> What the exercise asks:
Locate every line in the records below that contains the word "endpoints", and copy each one.

Stored data entries

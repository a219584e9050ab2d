//! Success notification.

use std::io::Write;

/// Rings the terminal bell.
///
/// Errors writing to stdout are ignored: the cue is best effort.
pub fn ring_bell() {
    let mut stdout = std::io::stdout();
    let _ = stdout.write_all(b"\x07");
    let _ = stdout.flush();
}
//! Error type definitions.
//!
//! This module defines the error types used throughout the application and the
//! categories a failed resolver query is reported under.

use log::SetLoggerError;
use serde::Serialize;
use strum_macros::{Display as DisplayMacro, EnumIter as EnumIterMacro};
use thiserror::Error;

/// Error types for initialization failures.
#[derive(Error, Debug)]
#[allow(clippy::enum_variant_names)] // All variants end with "Error" by convention
pub enum InitializationError {
    /// Error initializing the logger.
    #[error("Logger initialization error: {0}")]
    LoggerError(#[from] SetLoggerError),
}

/// Errors in the static configuration (resolver catalog).
///
/// These are fatal at startup: an unusable resolver set is never silently
/// treated as "nothing to check".
#[derive(Error, Debug, Clone, PartialEq, Eq)]
pub enum ConfigError {
    /// The resolver set has no endpoints.
    #[error("Resolver set is empty; at least one resolver is required")]
    EmptyResolverSet,

    /// Two endpoints share the same display name.
    #[error("Duplicate resolver name: {0}")]
    DuplicateResolver(String),

    /// A `NAME=IPV4` resolver specification could not be parsed.
    #[error("Invalid resolver '{0}': expected NAME=IPV4")]
    InvalidResolver(String),
}

/// Errors in the caller-supplied check target.
///
/// Raised before any network activity.
#[derive(Error, Debug, Clone, PartialEq, Eq)]
pub enum InputError {
    /// The target IP is empty.
    #[error("Target IP address is empty")]
    EmptyTargetIp,

    /// The domain is empty.
    #[error("Domain is empty")]
    EmptyDomain,

    /// The target IP is not a dotted-quad IPv4 address.
    #[error("Invalid IPv4 address: {0}")]
    InvalidTargetIp(String),
}

/// Why a single resolver query did not produce an answer.
///
/// Informational only: every category is downgraded to an unresolved outcome.
#[derive(
    Debug, Clone, Copy, PartialEq, Eq, Hash, Serialize, EnumIterMacro, DisplayMacro,
)]
#[serde(rename_all = "snake_case")]
pub enum LookupFailure {
    /// The resolver did not answer within the query timeout.
    #[strum(to_string = "timeout")]
    Timeout,
    /// The resolver reported that the name does not exist.
    #[strum(to_string = "nxdomain")]
    NxDomain,
    /// The name exists but has no A records (or the resolver refused to answer).
    #[strum(to_string = "no records")]
    NoRecords,
    /// Socket or protocol level failure talking to the resolver.
    #[strum(to_string = "network error")]
    Network,
    /// Anything else.
    #[strum(to_string = "other error")]
    Other,
}

/// A failed query against one resolver.
#[derive(Error, Debug, Clone)]
#[error("{kind}: {message}")]
pub struct LookupError {
    /// Failure category.
    pub kind: LookupFailure,
    /// Human-readable detail from the underlying resolver.
    pub message: String,
}

impl LookupError {
    /// Creates a lookup error of the given category.
    pub fn new(kind: LookupFailure, message: impl Into<String>) -> Self {
        Self {
            kind,
            message: message.into(),
        }
    }

    /// Shorthand for a timeout.
    pub fn timeout() -> Self {
        Self::new(LookupFailure::Timeout, "query timed out")
    }
}
//! The poll loop driving one check.

use std::sync::{Arc, Mutex};
use std::time::Duration;

use log::{debug, info};
use tokio::sync::mpsc::UnboundedSender;
use tokio::time::MissedTickBehavior;
use tokio_util::sync::CancellationToken;

use super::types::{SessionEvent, SessionState};
use super::{lock, Shared};
use crate::config::MIN_POLL_INTERVAL;
use crate::probe::{ProbeResult, Prober, ValidatedTarget};

enum Emission {
    Continue,
    Stop,
}

/// Everything one poll loop owns.
pub(super) struct PollLoop {
    pub(super) prober: Arc<Prober>,
    pub(super) target: ValidatedTarget,
    pub(super) interval: Duration,
    pub(super) cancel: CancellationToken,
    pub(super) shared: Arc<Mutex<Shared>>,
    pub(super) events: UnboundedSender<SessionEvent>,
}

impl PollLoop {
    /// Probes until full propagation or cancellation.
    ///
    /// Ticks are strictly sequential: the next probe is only started once the
    /// previous one has been emitted. Both the interval wait and an in-flight
    /// probe are abandoned as soon as the token is cancelled.
    pub(super) async fn run(self) {
        let mut ticker = tokio::time::interval(self.interval.max(MIN_POLL_INTERVAL));
        ticker.set_missed_tick_behavior(MissedTickBehavior::Delay);
        let mut tick: u64 = 0;

        loop {
            tokio::select! {
                biased;
                _ = self.cancel.cancelled() => break,
                _ = ticker.tick() => {}
            }
            tick += 1;

            let result = tokio::select! {
                biased;
                _ = self.cancel.cancelled() => break,
                result = self.prober.probe_validated(&self.target) => result,
            };
            debug!(
                "Tick {tick} for {}: {}/{} resolvers return {}",
                self.target.domain,
                result.resolved_count(),
                result.outcomes().len(),
                self.target.target_ip
            );

            match self.emit(result) {
                Emission::Continue => {}
                Emission::Stop => break,
            }
        }
        debug!("Poll loop for {} stopped after {tick} ticks", self.target.domain);
    }

    /// Publishes one probe result.
    ///
    /// Runs under the session lock and re-checks the token there, so nothing is
    /// emitted once `cancel_check` has returned.
    fn emit(&self, result: ProbeResult) -> Emission {
        let mut shared = lock(&self.shared);
        if self.cancel.is_cancelled() {
            return Emission::Stop;
        }

        let propagated = result.fully_propagated();
        shared.last_result = Some(result.clone());
        if self.events.send(SessionEvent::Probe(result)).is_err() {
            debug!("Event stream dropped, stopping check for {}", self.target.domain);
            shared.state = SessionState::Cancelled;
            shared.cancel = None;
            self.cancel.cancel();
            return Emission::Stop;
        }

        if propagated {
            info!(
                "{} has propagated to {} on all resolvers",
                self.target.domain, self.target.target_ip
            );
            shared.state = SessionState::Propagated;
            shared.cancel = None;
            let _ = self.events.send(SessionEvent::Propagated);
            return Emission::Stop;
        }
        Emission::Continue
    }
}
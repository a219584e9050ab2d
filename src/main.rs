//! Main application entry point (CLI binary).
//!
//! This is a thin wrapper around the `dns_propagation` library that handles:
//! - Command-line argument parsing
//! - Environment variable loading (.env file)
//! - Logger initialization
//! - User-facing summary and exit status
//!
//! All core functionality is implemented in the library crate.

use anyhow::{Context, Result};
use clap::Parser;
use std::process;

use dns_propagation::initialization::init_logger_with;
use dns_propagation::{exit_code, run_check, Config};

#[tokio::main]
async fn main() -> Result<()> {
    // Load environment variables (e.g. RUST_LOG) from .env if present
    let _ = dotenvy::dotenv();

    let config = Config::parse();

    let log_level = config.log_level.clone();
    let log_format = config.log_format.clone();
    init_logger_with(log_level.into(), log_format).context("Failed to initialize logger")?;

    let outcome = run_check(config).await;
    match &outcome {
        Ok(report) if report.propagated => {
            eprintln!(
                "✅ {} resolves to {} on every resolver ({} probe{}, {:.1}s)",
                report.domain,
                report.target_ip,
                report.ticks,
                if report.ticks == 1 { "" } else { "s" },
                report.elapsed_seconds
            );
        }
        Ok(report) => {
            let resolved = report
                .last_result
                .as_ref()
                .map(|r| format!("{}/{}", r.resolved_count(), r.outcomes().len()))
                .unwrap_or_else(|| "no".to_string());
            eprintln!(
                "⏳ {} has not fully propagated to {} ({} resolvers agree{})",
                report.domain,
                report.target_ip,
                resolved,
                report
                    .stop_reason
                    .map(|r| format!(", {r}"))
                    .unwrap_or_default()
            );
        }
        Err(e) => {
            eprintln!("dns_propagation error: {:#}", e);
        }
    }
    process::exit(exit_code(&outcome));
}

> Written solution:
    /// The resolver set has no endpoints.
    /// Two endpoints share the same display name.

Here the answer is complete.